* [TASK GOAL]: Where the records below reach the line containing "Cookies parsed from", start transcribing, and end with the line containing "let value = urlencoding::decode(value)", exactly and with nothing else added.

** ENTRIES PROVIDED follows **

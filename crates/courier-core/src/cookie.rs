//! Cookie lookup used for XSRF protection

use indexmap::IndexMap;

/// Source of cookie values.
pub trait CookieReader: Send + Sync {
    fn read(&self, name: &str) -> Option<String>;
}

impl<F> CookieReader for F
where
    F: Fn(&str) -> Option<String> + Send + Sync,
{
    fn read(&self, name: &str) -> Option<String> {
        self(name)
    }
}

/// Cookies parsed from a `name=value; other=value` header string.
#[derive(Debug, Clone, Default, PartialEq, Eq)]
pub struct CookieJar {
    cookies: IndexMap<String, String>,
}

impl CookieJar {
    pub fn new() -> Self {
        Self::default()
    }

    /// Parse a cookie string. Values are percent-decoded; malformed pairs are
    /// skipped. The first occurrence of a name wins.
    pub fn parse(raw: &str) -> Self {
        let mut cookies = IndexMap::new();
        for pair in raw.split(';') {
            let Some((name, value)) = pair.split_once('=') else {
                continue;
            };
            let name = name.trim();
            if name.is_empty() {
                continue;
            }
            let value = value.trim();
            let value = urlencoding::decode(value)
                .map(|v| v.into_owned())
                .unwrap_or_else(|_| value.to_string());
            cookies.entry(name.to_string()).or_insert(value);
        }
        Self { cookies }
    }

    pub fn set(&mut self, name: impl Into<String>, value: impl Into<String>) {
        self.cookies.insert(name.into(), value.into());
    }

    pub fn remove(&mut self, name: &str) -> Option<String> {
        self.cookies.shift_remove(name)
    }

    pub fn len(&self) -> usize {
        self.cookies.len()
    }

    pub fn is_empty(&self) -> bool {
        self.cookies.is_empty()
    }
}

impl CookieReader for CookieJar {
    fn read(&self, name: &str) -> Option<String> {
        self.cookies.get(name).cloned()
    }
}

** End of ENTRIES PROVIDED **

* [EXERCISE OUTPUT]:
/// Cookies parsed from a `name=value; other=value` header string.
#[derive(Debug, Clone, Default, PartialEq, Eq)]
pub struct CookieJar {
    cookies: IndexMap<String, String>,
}

impl CookieJar {
    pub fn new() -> Self {
        Self::default()
    }

    /// Parse a cookie string. Values are percent-decoded; malformed pairs are
    /// skipped. The first occurrence of a name wins.
    pub fn parse(raw: &str) -> Self {
        let mut cookies = IndexMap::new();
        for pair in raw.split(';') {
            let Some((name, value)) = pair.split_once('=') else {
                continue;
            };
            let name = name.trim();
            if name.is_empty() {
                continue;
            }
            let value = value.trim();
            let value = urlencoding::decode(value)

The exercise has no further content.